• **WHAT YOU SHOULD DO**:
Each line in the records below, from the one that contains "pub const MAX_OPTIONS: usize = 8;" to the one that contains "if options.len() >", should be reproduced exactly, the first and last included.

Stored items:
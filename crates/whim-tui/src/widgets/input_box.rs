//! Single-line text input widget

use crate::input::Action;
use crate::theme::Theme;
use ratatui::{buffer::Buffer, layout::Rect, style::Style};
use unicode_width::UnicodeWidthStr;

/// Single-line text input for an option label
#[derive(Debug, Default, Clone)]
pub struct InputBox {
    /// Current input text
    content: String,
    /// Cursor position (character index, not byte index)
    cursor: usize,
    /// Horizontal scroll offset (in display width)
    scroll: usize,
    /// Whether the input is focused
    focused: bool,
}

impl InputBox {
    /// Create a new input box with initial content
    pub fn new(content: impl Into<String>) -> Self {
        let content = content.into();
        let cursor = content.chars().count();
        Self {
            content,
            cursor,
            scroll: 0,
            focused: false,
        }
    }

    /// Set focus state
    pub fn set_focused(&mut self, focused: bool) {
        self.focused = focused;
    }

    /// Get the current content
    pub fn content(&self) -> &str {
        &self.content
    }

    /// Clear the content
    pub fn clear(&mut self) {
        self.content.clear();
        self.cursor = 0;
        self.scroll = 0;
    }

    /// Get the byte offset for the current cursor position
    fn cursor_byte_offset(&self) -> usize {
        self.content
            .char_indices()
            .nth(self.cursor)
            .map(|(i, _)| i)
            .unwrap_or(self.content.len())
    }

    /// Get the display width of text before the cursor
    fn cursor_display_width(&self) -> usize {
        self.content
            .chars()
            .take(self.cursor)
            .map(|c| c.to_string().width())
            .sum()
    }

    /// Handle an input action; returns true if the action was consumed
    pub fn handle_action(&mut self, action: &Action, width: u16) -> bool {
        let char_count = self.content.chars().count();

        match action {
            Action::Char(c) => {
                self.insert_char(*c);
                self.update_scroll(width as usize);
                true
            }
            Action::Backspace => {
                if self.cursor > 0 {
                    self.cursor -= 1;
                    self.remove_char_at_cursor();
                    self.update_scroll(width as usize);
                    true
                } else {
                    false
                }
            }
            Action::Delete => {
                if self.cursor < char_count {
                    self.remove_char_at_cursor();
                    true
                } else {
                    false
                }
            }
            Action::Left => {
                if self.cursor > 0 {
                    self.cursor -= 1;
                    self.update_scroll(width as usize);
                    true
                } else {
                    false
                }
            }
            Action::Right => {
                if self.cursor < char_count {
                    self.cursor += 1;
                    self.update_scroll(width as usize);
                    true
                } else {
                    false
                }
            }
            Action::Home => {
                self.cursor = 0;
                self.update_scroll(width as usize);
                true
            }
            Action::End => {
                self.cursor = char_count;
                self.update_scroll(width as usize);
                true
            }
            Action::ClearLine => {
                self.clear();
                true
            }
            _ => false,
        }
    }

    fn insert_char(&mut self, c: char) {
        let byte_offset = self.cursor_byte_offset();
        self.content.insert(byte_offset, c);
        self.cursor += 1;
    }

    /// Remove the character starting at the cursor's byte offset
    fn remove_char_at_cursor(&mut self) {
        let byte_offset = self.cursor_byte_offset();
        let next_boundary = self.content[byte_offset..]
            .char_indices()
            .nth(1)
            .map(|(i, _)| byte_offset + i)
            .unwrap_or(self.content.len());
        self.content.drain(byte_offset..next_boundary);
    }

    fn update_scroll(&mut self, width: usize) {
        let visible_width = width.saturating_sub(1);
        let cursor_pos = self.cursor_display_width();

        if cursor_pos < self.scroll {
            self.scroll = cursor_pos;
        } else if visible_width > 0 && cursor_pos >= self.scroll + visible_width {
            self.scroll = cursor_pos - visible_width + 1;
        }
    }

    /// Render as a single borderless line, with a block cursor when focused
    pub fn render_line(&self, area: Rect, buf: &mut Buffer, theme: &Theme) {
        if area.width == 0 || area.height == 0 {
            return;
        }

        // Apply scroll: skip characters until the scroll offset, then take
        // what fits.
        let visible_width = area.width as usize;
        let mut skipped = 0;
        let mut visible = String::new();
        let mut used = 0;
        for c in self.content.chars() {
            let char_width = c.to_string().width();
            if skipped < self.scroll {
                skipped += char_width;
                continue;
            }
            if used + char_width > visible_width {
                break;
            }
            visible.push(c);
            used += char_width;
        }

        let style = if self.focused {
            theme.base_style()
        } else {
            theme.dim_style()
        };
        buf.set_stringn(area.x, area.y, &visible, visible_width, style);

        // Block cursor
        if self.focused {
            let cursor_x = self.cursor_display_width().saturating_sub(self.scroll);
            if cursor_x < area.width as usize {
                let x = area.x + cursor_x as u16;
                if let Some(cell) = buf.cell_mut((x, area.y)) {
                    cell.set_style(Style::default().bg(theme.accent).fg(theme.bg));
                }
            }
        }
    }
}

#[cfg(test)]
mod tests {
    use super::*;

    #[test]
    fn test_new_places_cursor_at_end() {
        let mut input = InputBox::new("ab");
        input.handle_action(&Action::Char('c'), 20);
        assert_eq!(input.content(), "abc");
    }

    #[test]
    fn test_edit_round_trip() {
        let mut input = InputBox::new("");
        for c in "pizza".chars() {
            input.handle_action(&Action::Char(c), 20);
        }
        input.handle_action(&Action::Backspace, 20);
        assert_eq!(input.content(), "pizz");

        input.handle_action(&Action::Home, 20);
        input.handle_action(&Action::Delete, 20);
        assert_eq!(input.content(), "izz");
    }

    #[test]
    fn test_backspace_at_start_is_ignored() {
        let mut input = InputBox::new("x");
        input.handle_action(&Action::Home, 20);
        assert!(!input.handle_action(&Action::Backspace, 20));
        assert_eq!(input.content(), "x");
    }

    #[test]
    fn test_multibyte_editing() {
        let mut input = InputBox::new("héllo");
        input.handle_action(&Action::Backspace, 20);
        assert_eq!(input.content(), "héll");
        input.handle_action(&Action::Home, 20);
        input.handle_action(&Action::Right, 20);
        input.handle_action(&Action::Delete, 20);
        assert_eq!(input.content(), "hll");
    }

    #[test]
    fn test_clear_line() {
        let mut input = InputBox::new("anything");
        assert!(input.handle_action(&Action::ClearLine, 20));
        assert_eq!(input.content(), "");
    }

    #[test]
    fn test_spin_action_not_consumed() {
        let mut input = InputBox::new("a");
        assert!(!input.handle_action(&Action::Spin, 20));
        assert_eq!(input.content(), "a");
    }
}
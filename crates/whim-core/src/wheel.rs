//! Wheel model: an ordered list of labeled options and the slice arithmetic
//! that maps a finished rotation to the option under the pointer.
//!
//! Slices are equal-angle and laid out clockwise starting at the pointer
//! (12 o'clock). A spin rotates the whole wheel clockwise in screen space,
//! so after a rotation of `total` degrees the slice under the pointer is the
//! one whose start angle was `(360 - total mod 360) mod 360`.

use crate::error::WheelError;

/// Fewest options a wheel can hold
pub const MIN_OPTIONS: usize = 2;
/// Most options a wheel can hold
pub const MAX_OPTIONS: usize = 8;
/// Degrees in one full turn
pub const FULL_TURN: f64 = 360.0;

/// An ordered list of 2..=8 labeled options
#[derive(Debug, Clone, PartialEq, Eq)]
pub struct Wheel {
    options: Vec<String>,
}

impl Wheel {
    /// Create a wheel from labels, validating the option count
    pub fn new(options: Vec<String>) -> Result<Self, WheelError> {
        if options.len() < MIN_OPTIONS {
            return Err(WheelError::TooFewOptions(options.len()));
        }
        if options.len() > MAX_OPTIONS {
            return Err(WheelError::TooManyOptions(options.len()));
        }
        Ok(Self { options })
    }

    /// Create a wheel whose labels are the 1-based indices "1".."count"
    pub fn numbered(count: usize) -> Result<Self, WheelError> {
        Self::new((1..=count).map(|i| i.to_string()).collect())
    }

    /// Option labels in slice order
    pub fn options(&self) -> &[String] {
        &self.options
    }

    /// Number of options (and slices)
    pub fn len(&self) -> usize {
        self.options.len()
    }

    /// Always false for a constructed wheel
    pub fn is_empty(&self) -> bool {
        self.options.is_empty()
    }

    /// Angular width of one slice in degrees
    pub fn slice_angle(&self) -> f64 {
        FULL_TURN / self.len() as f64
    }

    /// Slice index found at screen angle `screen_angle` (degrees, clockwise
    /// from the pointer) when the wheel has been rotated clockwise by
    /// `rotation` degrees.
    pub fn slice_at(&self, screen_angle: f64, rotation: f64) -> usize {
        let original = (screen_angle - rotation).rem_euclid(FULL_TURN);
        let idx = (original / self.slice_angle()).floor() as usize;
        idx.min(self.len() - 1)
    }

    /// Winning slice after a total clockwise rotation of `total_spin` degrees.
    pub fn winner_at(&self, total_spin: f64) -> usize {
        let final_angle = total_spin.rem_euclid(FULL_TURN);
        let under_pointer = (FULL_TURN - final_angle).rem_euclid(FULL_TURN);
        let idx = (under_pointer / self.slice_angle()).floor() as usize;
        // Guards the float edge where `under_pointer / slice` rounds up to n.
        idx.min(self.len() - 1)
    }
}

#[cfg(test)]
mod tests {
    use super::*;

    fn wheel(n: usize) -> Wheel {
        Wheel::numbered(n).unwrap()
    }

    #[test]
    fn test_option_count_bounds() {
        assert_eq!(Wheel::numbered(1), Err(WheelError::TooFewOptions(1)));
        assert_eq!(Wheel::numbered(9), Err(WheelError::TooManyOptions(9)));
        assert_eq!(Wheel::new(vec![]), Err(WheelError::TooFewOptions(0)));
        for n in MIN_OPTIONS..=MAX_OPTIONS {
            assert_eq!(wheel(n).len(), n);
        }
    }

    #[test]
    fn test_numbered_labels() {
        assert_eq!(wheel(3).options(), &["1", "2", "3"]);
    }

    #[test]
    fn test_winner_four_slices() {
        let w = wheel(4);
        assert_eq!(w.winner_at(0.0), 0);
        assert_eq!(w.winner_at(90.0), 3);
        assert_eq!(w.winner_at(270.0), 1);
        assert_eq!(w.winner_at(360.0), 0);
        assert_eq!(w.winner_at(1800.0), 0);
    }

    #[test]
    fn test_winner_always_in_range() {
        for n in MIN_OPTIONS..=MAX_OPTIONS {
            let w = wheel(n);
            let mut total = 0.0;
            while total < 3600.0 {
                assert!(w.winner_at(total) < n, "n={n} total={total}");
                total += 7.3;
            }
        }
    }

    #[test]
    fn test_winner_agrees_with_pointer_slice() {
        // The pointer sits at screen angle 0; the winner formula and the
        // renderer's angle-to-slice mapping must pick the same slice there.
        for n in MIN_OPTIONS..=MAX_OPTIONS {
            let w = wheel(n);
            for step in 0..500 {
                let total = step as f64 * 5.1;
                assert_eq!(w.winner_at(total), w.slice_at(0.0, total));
            }
        }
    }

    #[test]
    fn test_slice_at_unrotated() {
        let w = wheel(4);
        assert_eq!(w.slice_at(0.0, 0.0), 0);
        assert_eq!(w.slice_at(89.9, 0.0), 0);
        assert_eq!(w.slice_at(90.0, 0.0), 1);
        assert_eq!(w.slice_at(359.9, 0.0), 3);
    }
}
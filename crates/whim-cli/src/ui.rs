//! Interactive screen for whim
//!
//! Options editor on the left, wheel on the right. The spin animation is
//! advanced by the app's tick, one frame per tick, so the tick rate is the
//! frame delay.

use crate::sound::SpinSound;
use rand::rngs::StdRng;
use ratatui::{
    Frame,
    layout::{Constraint, Direction, Layout, Rect},
    widgets::{Block, Borders},
};
use whim_core::{MAX_OPTIONS, MIN_OPTIONS, SpinEvent, SpinState, Wheel};
use whim_tui::{
    Theme,
    app::AppState,
    input::Action,
    widgets::{InputBox, WheelWidget},
};

/// Editing width used for input scroll bookkeeping
const INPUT_WIDTH: u16 = 24;

/// Which control has keyboard focus
#[derive(Debug, Clone, Copy, PartialEq, Eq)]
enum Focus {
    /// The option-count control
    Count,
    /// One of the option label fields
    Option(usize),
}

/// State of the interactive wheel screen
pub struct WheelScreen {
    /// One text input per option label
    inputs: Vec<InputBox>,
    /// Current option list, rebuilt on every edit
    wheel: Wheel,
    spin: SpinState,
    focus: Focus,
    rng: StdRng,
    theme: Theme,
    sound: SpinSound,
    frame_count: usize,
}

impl WheelScreen {
    pub fn new(
        options: Vec<String>,
        rng: StdRng,
        theme: Theme,
        sound: SpinSound,
        frame_count: usize,
    ) -> anyhow::Result<Self> {
        let wheel = Wheel::new(options)?;
        let inputs = wheel
            .options()
            .iter()
            .map(|label| InputBox::new(label.as_str()))
            .collect();
        Ok(Self {
            inputs,
            wheel,
            spin: SpinState::new(),
            focus: Focus::Count,
            rng,
            theme,
            sound,
            frame_count,
        })
    }

    fn count(&self) -> usize {
        self.inputs.len()
    }

    /// Rebuild the wheel from the current inputs and drop any stale winner
    fn rebuild_wheel(&mut self) {
        let labels: Vec<String> = self
            .inputs
            .iter()
            .map(|input| input.content().to_string())
            .collect();
        // inputs.len() stays within 2..=8, so this only fails if the clamp
        // is broken; keep the previous wheel in that case.
        if let Ok(wheel) = Wheel::new(labels) {
            self.wheel = wheel;
        }
        self.spin.clear_winner();
    }

    /// Change the option count, clamped to 2..=8. New options get their
    /// 1-based index as the default label; shrinking truncates.
    fn set_count(&mut self, count: usize) {
        let count = count.clamp(MIN_OPTIONS, MAX_OPTIONS);
        while self.inputs.len() < count {
            self.inputs.push(InputBox::new((self.inputs.len() + 1).to_string()));
        }
        self.inputs.truncate(count);
        if let Focus::Option(i) = self.focus {
            if i >= count {
                self.focus = Focus::Option(count - 1);
            }
        }
        self.rebuild_wheel();
        self.update_focus();
    }

    fn update_focus(&mut self) {
        for (i, input) in self.inputs.iter_mut().enumerate() {
            input.set_focused(self.focus == Focus::Option(i));
        }
    }

    fn focus_down(&mut self) {
        self.focus = match self.focus {
            Focus::Count => Focus::Option(0),
            Focus::Option(i) if i + 1 < self.count() => Focus::Option(i + 1),
            Focus::Option(_) => Focus::Count,
        };
        self.update_focus();
    }

    fn focus_up(&mut self) {
        self.focus = match self.focus {
            Focus::Count => Focus::Option(self.count() - 1),
            Focus::Option(0) => Focus::Count,
            Focus::Option(i) => Focus::Option(i - 1),
        };
        self.update_focus();
    }

    fn start_spin(&mut self) {
        if self.spin.start(&mut self.rng, self.frame_count) {
            self.sound.play();
        }
    }

    /// Route an action to whichever control has focus
    fn handle_focused(&mut self, action: Action) {
        match self.focus {
            Focus::Count => match action {
                Action::Left | Action::Char('-') => self.set_count(self.count() - 1),
                Action::Right | Action::Char('+') | Action::Char('=') => {
                    self.set_count(self.count() + 1)
                }
                Action::Char(c) if c.is_ascii_digit() => {
                    if let Some(d) = c.to_digit(10) {
                        self.set_count(d as usize);
                    }
                }
                _ => {}
            },
            Focus::Option(i) => {
                if let Some(input) = self.inputs.get_mut(i) {
                    if input.handle_action(&action, INPUT_WIDTH) {
                        self.rebuild_wheel();
                    }
                }
            }
        }
    }

    fn render_editor(&self, frame: &mut Frame, area: Rect) {
        let block = Block::default()
            .title(" Options ")
            .borders(Borders::ALL)
            .border_style(self.theme.border_style());
        let inner = block.inner(area);
        frame.render_widget(block, area);
        if inner.width < 8 || inner.height < 3 {
            return;
        }
        let buf = frame.buffer_mut();

        // Count control
        let count_style = if self.focus == Focus::Count {
            self.theme.accent_bold()
        } else {
            self.theme.base_style()
        };
        let count_line = format!("Options  ◂ {} ▸", self.count());
        buf.set_stringn(inner.x, inner.y, &count_line, inner.width as usize, count_style);

        // One row per option
        for (i, input) in self.inputs.iter().enumerate() {
            let y = inner.y + 2 + i as u16;
            if y + 2 >= inner.y + inner.height {
                break;
            }
            let prefix_style = if self.focus == Focus::Option(i) {
                self.theme.accent_style()
            } else {
                self.theme.dim_style()
            };
            buf.set_stringn(inner.x, y, format!("{:>2} ", i + 1), 3, prefix_style);
            let field = Rect::new(inner.x + 3, y, inner.width.saturating_sub(3), 1);
            input.render_line(field, buf, &self.theme);
        }

        // Key help
        let help_y = inner.y + inner.height - 1;
        buf.set_stringn(
            inner.x,
            help_y,
            "enter spin · ^r reset · ^q quit",
            inner.width as usize,
            self.theme.dim_style(),
        );
    }

    fn render_wheel(&self, frame: &mut Frame, area: Rect) {
        let block = Block::default()
            .title(" Wheel ")
            .borders(Borders::ALL)
            .border_style(self.theme.border_style());
        let inner = block.inner(area);
        frame.render_widget(block, area);
        if inner.height < 2 {
            return;
        }

        let wheel_area = Rect {
            height: inner.height - 1,
            ..inner
        };
        let widget = WheelWidget::new(&self.wheel, &self.theme)
            .rotation(self.spin.angle())
            .highlight(self.spin.winner());
        frame.render_widget(widget, wheel_area);

        // Status line under the wheel
        let buf = frame.buffer_mut();
        let status_y = inner.y + inner.height - 1;
        if self.spin.is_spinning() {
            buf.set_stringn(
                inner.x,
                status_y,
                "Spinning…",
                inner.width as usize,
                self.theme.dim_style(),
            );
        } else if let Some(winner) = self.spin.winner() {
            let label = self.wheel.options().get(winner).map_or("?", String::as_str);
            buf.set_stringn(
                inner.x,
                status_y,
                format!("Selected: {label}"),
                inner.width as usize,
                self.theme.success_style(),
            );
        } else {
            buf.set_stringn(
                inner.x,
                status_y,
                "Press Enter to spin",
                inner.width as usize,
                self.theme.dim_style(),
            );
        }
    }
}

impl AppState for WheelScreen {
    fn handle_action(&mut self, action: Action) -> bool {
        match action {
            Action::Quit | Action::Interrupt => return false,
            // A spin runs all its frames; only quit interrupts it.
            _ if self.spin.is_spinning() => {}
            Action::Submit | Action::Spin => self.start_spin(),
            Action::Reset => {
                self.spin.reset();
                self.sound.stop();
            }
            Action::Down | Action::Tab => self.focus_down(),
            Action::Up | Action::BackTab => self.focus_up(),
            Action::Escape | Action::Unknown => {}
            other => self.handle_focused(other),
        }
        true
    }

    fn render(&self, frame: &mut Frame) {
        let chunks = Layout::default()
            .direction(Direction::Horizontal)
            .constraints([Constraint::Length(32), Constraint::Min(24)])
            .split(frame.area());

        self.render_editor(frame, chunks[0]);
        self.render_wheel(frame, chunks[1]);
    }

    fn tick(&mut self) {
        if let SpinEvent::Finished(winner) = self.spin.tick(&self.wheel) {
            self.sound.stop();
            tracing::debug!(winner, "wheel landed");
        }
    }
}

• **EXERCISE RESULT**:
pub const MAX_OPTIONS: usize = 8;
/// Degrees in one full turn
pub const FULL_TURN: f64 = 360.0;

/// An ordered list of 2..=8 labeled options
#[derive(Debug, Clone, PartialEq, Eq)]
pub struct Wheel {
    options: Vec<String>,
}

impl Wheel {
    /// Create a wheel from labels, validating the option count
    pub fn new(options: Vec<String>) -> Result<Self, WheelError> {
        if options.len() < MIN_OPTIONS {
            return Err(WheelError::TooFewOptions(options.len()));
        }
        if options.len() > MAX_OPTIONS {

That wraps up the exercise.